Adams conceptualizes human stages of eating as fourfold: The first is characterized by reliance on plant foods in societies where the first tools enabled women to collect plant proteins to bring back to children community. The second stage was predominantly vegetarian with some reliance on hunting, typified by Native Americans. Third stage eating used domesticated animals together with plant protein and centered on dairy production (The racism of imposing dairy dependency on various people of color who can't tolerate milk products as happened in North America should be obvious. Continents such as Africa and North America before both were taken over by Europeans used no dairy products and lactose intolerance is more widespread than is realized. Humans are the only animal to use milk after infancy.) Finally it is only since World War II that we have entered the fourth stage eating--with animals institutionalized in factory farms. (For those who need information on the nature and growth of this "farming" see Animal Factories by Jim Mason and Peter Singer.) Besides the reality of this unspeakable cruelty to non human animals, it is important to recognize that fourth stage eating cannot support itself. The quantity of "animalized" protein assumed necessary for most typical USA diets oppresses and exploits the rest of the world. Note that 7% of the world's population (USA) consumes 30% of the worlds animalized protein. Since it takes 17 - 20 lbs of grain or soy beans to produce one pound of edible beef, we are greedy consumers indeed.

Feminist vegetarians reading mythographers like Joseph Campbell, can see that meat-eating cultures idealize ferocity, the territorial imperative, vitality and virility---what Carol Adams calls the "Blood Culture". Plant based societies on the other hand, celebrate a model of the wonder of life-- cycle of growth and decay, blossom and seed, wherein death and life appear as transformations of a single superordinated indestructible force. In other words, harvest rather than violence, harmony with slow change of seasons rather than territoriality.

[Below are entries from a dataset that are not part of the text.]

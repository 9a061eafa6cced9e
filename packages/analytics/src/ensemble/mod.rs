//! Heuristic three-model ensemble.
//!
//! Each [`PredictionModel`] scores a [`FeatureBundle`] independently and
//! emits a full [`Prediction`]. [`EnsembleEngine`] merges them with fixed
//! weights into a consensus.
//!
//! Models turn a non-negative lift score `s` into a probability with
//! `s / (1 + s)`, so a lift of `1.0` (exactly average) maps to `0.5`.

pub mod demographic;
pub mod spatial;
pub mod temporal;

use chrono::{Datelike as _, NaiveDate, Weekday};
use crime_insight_analytics_models::{
    EnsemblePrediction, HistoricalEvidence, ModelKind, ModelPrediction, Prediction, RiskLevel,
};
use crime_insight_incident_models::{Gender, Season};

use crate::config::{EnsembleConfig, PredictionConfig};
use crate::index::{CityId, RecordIndex};
use crate::predict::sample_factor;

pub use demographic::DemographicModel;
pub use spatial::SpatialModel;
pub use temporal::TemporalModel;

/// Victim profile to predict for. Missing fields fall back to the city's
/// modal values.
#[derive(Debug, Clone, Copy, PartialEq, Eq)]
pub struct DemographicProfile {
    pub age: Option<u8>,
    pub gender: Gender,
}

impl Default for DemographicProfile {
    fn default() -> Self {
        Self {
            age: None,
            gender: Gender::Unknown,
        }
    }
}

/// Everything the models need to score one (city, hour, date) query.
#[derive(Clone, Copy)]
pub struct FeatureBundle<'a> {
    /// City as given by the caller.
    pub city: &'a str,
    /// Hour of day, 0-23.
    pub hour: u8,
    pub day_of_week: Weekday,
    /// Month, 1-12.
    pub month: u32,
    pub season: Season,
    /// Indexed history the models score against.
    pub history: &'a RecordIndex,
    pub demographics: DemographicProfile,
}

impl<'a> FeatureBundle<'a> {
    /// Derives the calendar features from `date`.
    #[must_use]
    pub fn new(
        history: &'a RecordIndex,
        city: &'a str,
        hour: u8,
        date: NaiveDate,
        demographics: DemographicProfile,
    ) -> Self {
        Self {
            city,
            hour,
            day_of_week: date.weekday(),
            month: date.month(),
            season: Season::of(date),
            history,
            demographics,
        }
    }

    /// The queried city, if it has any records and the hour is valid.
    #[must_use]
    pub fn city_id(&self) -> Option<CityId> {
        if self.hour < 24 {
            self.history.city_id(self.city)
        } else {
            None
        }
    }
}

/// A single heuristic scorer.
pub trait PredictionModel: Send + Sync {
    /// Which model this is.
    fn kind(&self) -> ModelKind;

    /// Scores `features`. Cities without history yield
    /// [`Prediction::no_data`].
    fn predict(&self, features: &FeatureBundle<'_>) -> Prediction;
}

/// Probability cut points of a model: `(high, medium)`.
#[derive(Debug, Clone, Copy)]
pub struct CutPoints {
    /// Lowest High probability.
    pub high: f64,
    /// Lowest Medium probability.
    pub medium: f64,
}

impl CutPoints {
    /// At or above `high` is High, at or above `medium` Medium, else Low.
    #[must_use]
    pub fn classify(self, probability: f64) -> RiskLevel {
        if probability >= self.high {
            RiskLevel::High
        } else if probability >= self.medium {
            RiskLevel::Medium
        } else {
            RiskLevel::Low
        }
    }
}

/// Maps a non-negative lift score onto `[0, 1)`.
#[must_use]
pub fn squash(score: f64) -> f64 {
    let score = score.max(0.0);
    score / (1.0 + score)
}

/// Parts of a model result that differ between models.
pub(crate) struct ModelScore<'a> {
    pub score: f64,
    pub crime_type: Option<&'a str>,
    pub specificity: f64,
    pub factors: Vec<String>,
}

/// Turns a model score into a full prediction with evidence for the cell.
pub(crate) fn scored_prediction(
    features: &FeatureBundle<'_>,
    city: CityId,
    cuts: CutPoints,
    min_sample_size: u64,
    advice: impl Fn(RiskLevel) -> &'static str,
    result: ModelScore<'_>,
) -> Prediction {
    let index = features.history;
    let city_total = index.city_total(city);
    let data_quality = index.city_data_quality(city);
    let probability = squash(result.score);
    let risk_level = cuts.classify(probability);
    let confidence = (sample_factor(city_total, min_sample_size) * result.specificity * data_quality)
        .clamp(0.0, 1.0);

    let crime_type_id = result.crime_type.and_then(|label| index.crime_type_id(label));
    let mut evidence = HistoricalEvidence {
        based_on_records: city_total,
        data_quality,
        ..HistoricalEvidence::default()
    };
    for incident in index.city_incidents(city) {
        if incident.hour == features.hour {
            evidence.same_hour_crimes += 1;
            evidence.weapon_incidents += u64::from(incident.weapon);
        }
        if Some(incident.crime_type) == crime_type_id {
            evidence.same_crime_type_crimes += 1;
        }
    }

    Prediction {
        city: index.city_name(city).to_string(),
        hour: features.hour,
        predicted_crime_type: result.crime_type.map(str::to_string),
        probability,
        confidence,
        risk_level,
        historical_evidence: evidence,
        factors: result.factors,
        recommendations: vec![advice(risk_level).to_string()],
    }
}

/// Weighted combination of the temporal, spatial, and demographic models.
pub struct EnsembleEngine {
    models: Vec<(Box<dyn PredictionModel>, f64)>,
}

impl EnsembleEngine {
    /// Creates the standard three-model ensemble.
    #[must_use]
    pub fn new(weights: &EnsembleConfig, prediction: &PredictionConfig) -> Self {
        let min_sample_size = prediction.min_sample_size;
        Self {
            models: vec![
                (
                    Box::new(TemporalModel::new(min_sample_size)),
                    weights.temporal_weight,
                ),
                (
                    Box::new(SpatialModel::new(min_sample_size)),
                    weights.spatial_weight,
                ),
                (
                    Box::new(DemographicModel::new(min_sample_size)),
                    weights.demographic_weight,
                ),
            ],
        }
    }

    /// Runs every model and merges the results.
    #[must_use]
    pub fn predict(&self, features: &FeatureBundle<'_>) -> EnsemblePrediction {
        let models: Vec<ModelPrediction> = self
            .models
            .iter()
            .map(|(model, weight)| ModelPrediction {
                model: model.kind(),
                weight: *weight,
                prediction: model.predict(features),
            })
            .collect();

        let consensus = consensus(features.city.trim(), features.hour, &models);
        log::debug!(
            "Ensemble for city={} hour={}: {:?} p={:.3}",
            consensus.city,
            consensus.hour,
            consensus.predicted_crime_type,
            consensus.probability
        );

        EnsemblePrediction { models, consensus }
    }
}

/// Merges model outputs, which must be in priority order.
///
/// The crime type is the weighted-vote winner; on a tie the label backed by
/// the higher-priority model wins. Probability and confidence are weighted
/// sums. The risk level is the weighted mean ordinal, rounded half up.
#[must_use]
pub fn consensus(city: &str, hour: u8, models: &[ModelPrediction]) -> Prediction {
    let mut votes: Vec<(&str, f64)> = Vec::new();
    let mut probability = 0.0;
    let mut confidence = 0.0;
    let mut ordinal = 0.0;
    let mut factors: Vec<String> = Vec::new();
    let mut recommendations: Vec<String> = Vec::new();

    for ModelPrediction {
        weight, prediction, ..
    } in models
    {
        if let Some(label) = prediction.predicted_crime_type.as_deref() {
            match votes.iter_mut().find(|(existing, _)| *existing == label) {
                Some((_, total)) => *total += weight,
                None => votes.push((label, *weight)),
            }
        }
        probability += weight * prediction.probability;
        confidence += weight * prediction.confidence;
        ordinal += weight * f64::from(prediction.risk_level.ordinal());
        push_unique(&mut factors, &prediction.factors);
        push_unique(&mut recommendations, &prediction.recommendations);
    }

    let mut winner: Option<(&str, f64)> = None;
    for &(label, total) in &votes {
        if winner.is_none_or(|(_, best)| total > best) {
            winner = Some((label, total));
        }
    }

    let historical_evidence = models
        .iter()
        .find(|m| m.model == ModelKind::Temporal)
        .or_else(|| models.first())
        .map(|m| m.prediction.historical_evidence.clone())
        .unwrap_or_default();

    #[allow(clippy::cast_possible_truncation, clippy::cast_sign_loss)]
    let risk_level = RiskLevel::from_ordinal((ordinal + 0.5).floor().max(0.0) as u8);

    Prediction {
        city: city.to_string(),
        hour,
        predicted_crime_type: winner.map(|(label, _)| label.to_string()),
        probability: probability.clamp(0.0, 1.0),
        confidence: confidence.clamp(0.0, 1.0),
        risk_level,
        historical_evidence,
        factors,
        recommendations,
    }
}

fn push_unique(into: &mut Vec<String>, items: &[String]) {
    for item in items {
        if !into.contains(item) {
            into.push(item.clone());
        }
    }
}

#[cfg(test)]
mod tests {
    use super::*;
    use crate::test_support::{at_hour, record};

    fn model(kind: ModelKind, weight: f64, crime: Option<&str>, p: f64, risk: RiskLevel) -> ModelPrediction {
        let mut prediction = Prediction::no_data("A", 10);
        prediction.predicted_crime_type = crime.map(str::to_string);
        prediction.probability = p;
        prediction.confidence = p;
        prediction.risk_level = risk;
        prediction.recommendations = vec![format!("{kind} advice"), "shared".to_string()];
        prediction.historical_evidence.based_on_records = u64::from(kind == ModelKind::Temporal);
        ModelPrediction {
            model: kind,
            weight,
            prediction,
        }
    }

    #[test]
    fn consensus_picks_weighted_vote_winner() {
        let models = vec![
            model(ModelKind::Temporal, 0.40, Some("Theft"), 0.6, RiskLevel::High),
            model(ModelKind::Spatial, 0.35, Some("Assault"), 0.4, RiskLevel::Low),
            model(ModelKind::Demographic, 0.25, Some("Assault"), 0.2, RiskLevel::Low),
        ];
        let merged = consensus("A", 10, &models);

        assert_eq!(merged.predicted_crime_type.as_deref(), Some("Assault"));
        assert!((merged.probability - (0.24 + 0.14 + 0.05)).abs() < 1e-9);
        assert_eq!(merged.risk_level, RiskLevel::Medium);
        assert_eq!(merged.historical_evidence.based_on_records, 1);
        assert_eq!(
            merged.recommendations,
            vec![
                "TEMPORAL advice".to_string(),
                "shared".to_string(),
                "SPATIAL advice".to_string(),
                "DEMOGRAPHIC advice".to_string(),
            ]
        );
    }

    #[test]
    fn consensus_ties_go_to_higher_priority_model() {
        let models = vec![
            model(ModelKind::Temporal, 0.5, Some("Theft"), 0.5, RiskLevel::Low),
            model(ModelKind::Spatial, 0.5, Some("Assault"), 0.5, RiskLevel::High),
            model(ModelKind::Demographic, 0.0, None, 0.0, RiskLevel::Low),
        ];
        let merged = consensus("A", 10, &models);
        assert_eq!(merged.predicted_crime_type.as_deref(), Some("Theft"));
        // 0.5 * 0 + 0.5 * 2 = 1.0
        assert_eq!(merged.risk_level, RiskLevel::Medium);
    }

    #[test]
    fn risk_ordinal_rounds_half_up() {
        let models = vec![
            model(ModelKind::Temporal, 0.5, None, 0.0, RiskLevel::Low),
            model(ModelKind::Spatial, 0.5, None, 0.0, RiskLevel::Medium),
        ];
        assert_eq!(consensus("A", 1, &models).risk_level, RiskLevel::Medium);
    }

    #[test]
    fn ensemble_predicts_for_known_city() {
        let mut records: Vec<_> = (0..12).map(|_| at_hour("Delhi", "Theft", 21)).collect();
        records.push(at_hour("Delhi", "Assault", 9));
        records.push(at_hour("Ghaziabad", "Theft", 21));
        records.push(record("Mumbai", "Fraud", "2023-07-01", "14:00"));

        let index = RecordIndex::build(&records);
        let engine = EnsembleEngine::new(&EnsembleConfig::default(), &PredictionConfig::default());
        let date = NaiveDate::from_ymd_opt(2023, 7, 15).unwrap();
        let features = FeatureBundle::new(&index, "Delhi", 21, date, DemographicProfile::default());
        let result = engine.predict(&features);

        assert_eq!(result.models.len(), 3);
        assert_eq!(
            result.models.iter().map(|m| m.model).collect::<Vec<_>>(),
            ModelKind::all().to_vec()
        );
        let weight_sum: f64 = result.models.iter().map(|m| m.weight).sum();
        assert!((weight_sum - 1.0).abs() < 1e-9);

        let consensus = &result.consensus;
        assert_eq!(consensus.predicted_crime_type.as_deref(), Some("Theft"));
        assert_eq!(consensus.historical_evidence.same_hour_crimes, 12);
        assert_eq!(consensus.historical_evidence.based_on_records, 13);
        assert!((0.0..=1.0).contains(&consensus.probability));
        assert!((0.0..=1.0).contains(&consensus.confidence));
        for m in &result.models {
            assert!((0.0..=1.0).contains(&m.prediction.probability));
            assert!((0.0..=1.0).contains(&m.prediction.confidence));
        }
    }

    #[test]
    fn ensemble_for_unknown_city_has_no_evidence() {
        let index = RecordIndex::build(&[at_hour("Delhi", "Theft", 1)]);
        let engine = EnsembleEngine::new(&EnsembleConfig::default(), &PredictionConfig::default());
        let date = NaiveDate::from_ymd_opt(2023, 1, 2).unwrap();
        let features = FeatureBundle::new(&index, "Atlantis", 1, date, DemographicProfile::default());
        let result = engine.predict(&features);

        assert_eq!(result.consensus.predicted_crime_type, None);
        assert!(result.consensus.confidence.abs() < f64::EPSILON);
        assert_eq!(result.consensus.risk_level, RiskLevel::Low);
        assert_eq!(result.consensus.recommendations.len(), 1);
    }

    #[test]
    fn squash_maps_average_lift_to_half() {
        assert!((squash(1.0) - 0.5).abs() < f64::EPSILON);
        assert!(squash(0.0).abs() < f64::EPSILON);
        assert!(squash(-3.0).abs() < f64::EPSILON);
        assert!(squash(1e9) < 1.0);
    }
}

Myths/beliefs of the 80's are extremely health oriented. Almost every magazine cover promotes the current model of muscular anorexia. In the past eight years Bloodroot customer concern has passed from issues such as why isn't all our flour whole wheat to why we don't have wheatless bread. The Political Palate was criticized for our use of cream and eggs, not because this use exploits animals, but because it is considered unhealthy to eat such fattening foods. At first sugar was evil, now all sweetening is. A few years ago an extraordinary number of customers worried about mucous-producing foods and suffered from hypoglycemia. More recently wheat, corn and fermentation allergies are surprisingly widespread. The newest "diseases" are eating disorders and ads offering help for these almost overshadow recent ones for stress management. Focus on stress itself by an affluent and privileged community is shocking. Stress has been said to "cause" or ( in conjunction with drugs, pollution, junk food, sedentary life style, etc.) is "related to" cancer and other mysterious diseases. As a result health oriented Americans have become obsessed with medication, jogging and stringent diets. No one seems to ask about stress suffered by poverty and starvation, by rape, by torture, by twelve hours a day working on computer chips. "Stress Management" is a luxury of the privileged.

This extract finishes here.